» What is expected: Using the records below, filter out every line that lacks "derive" and copy the rest.

» Extracted records:
- Opening Delimiter -
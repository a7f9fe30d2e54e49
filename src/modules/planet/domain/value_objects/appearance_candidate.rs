use serde::{Deserialize, Serialize};

/// One search hit from the external film catalog
#[derive(Debug, Clone, PartialEq, Eq, Serialize, Deserialize)]
pub struct AppearanceCandidate {
    pub name: String,
    /// Identifiers of the films this candidate appears in
    pub films: Vec<String>,
}

impl AppearanceCandidate {
    pub fn new(name: impl Into<String>, films: Vec<String>) -> Self {
        Self {
            name: name.into(),
            films,
        }
    }

    pub fn film_count(&self) -> u32 {
        u32::try_from(self.films.len()).unwrap_or(u32::MAX)
    }

    /// Case-insensitive name comparison
    pub fn matches_name(&self, name: &str) -> bool {
        self.name.to_lowercase() == name.to_lowercase()
    }
}
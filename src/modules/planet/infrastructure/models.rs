use crate::modules::planet::domain::{NewPlanet, Planet};
use crate::schema::planets;
use crate::shared::errors::{AppError, AppResult};
use diesel::prelude::*;

// For reading from database
#[derive(Queryable, Selectable, Identifiable, Debug, Clone)]
#[diesel(table_name = planets)]
#[diesel(check_for_backend(diesel::pg::Pg))]
pub struct PlanetModel {
    pub id: i64,
    pub name: String,
    pub climate: String,
    pub terrain: String,
    pub appearances: i32,
}

// For inserting new planets (id comes from BIGSERIAL)
#[derive(Insertable, Debug, Clone)]
#[diesel(table_name = planets)]
pub struct NewPlanetModel {
    pub name: String,
    pub climate: String,
    pub terrain: String,
    pub appearances: i32,
}

impl PlanetModel {
    pub fn into_domain(self) -> Planet {
        Planet {
            id: self.id,
            name: self.name,
            climate: self.climate,
            terrain: self.terrain,
            // CHECK (appearances >= 0) keeps this lossless
            appearances: u32::try_from(self.appearances).unwrap_or(0),
        }
    }
}

impl TryFrom<&NewPlanet> for NewPlanetModel {
    type Error = AppError;

    fn try_from(planet: &NewPlanet) -> AppResult<Self> {
        let appearances = i32::try_from(planet.appearances).map_err(|_| {
            AppError::InvalidInput(format!(
                "appearance count {} does not fit the planets table",
                planet.appearances
            ))
        })?;

        Ok(Self {
            name: planet.name.clone(),
            climate: planet.climate.clone(),
            terrain: planet.terrain.clone(),
            appearances,
        })
    }
}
- Closing Delimiter -
» Response to the task:
#[derive(Debug, Clone, PartialEq, Eq, Serialize, Deserialize)]
#[derive(Queryable, Selectable, Identifiable, Debug, Clone)]
#[derive(Insertable, Debug, Clone)]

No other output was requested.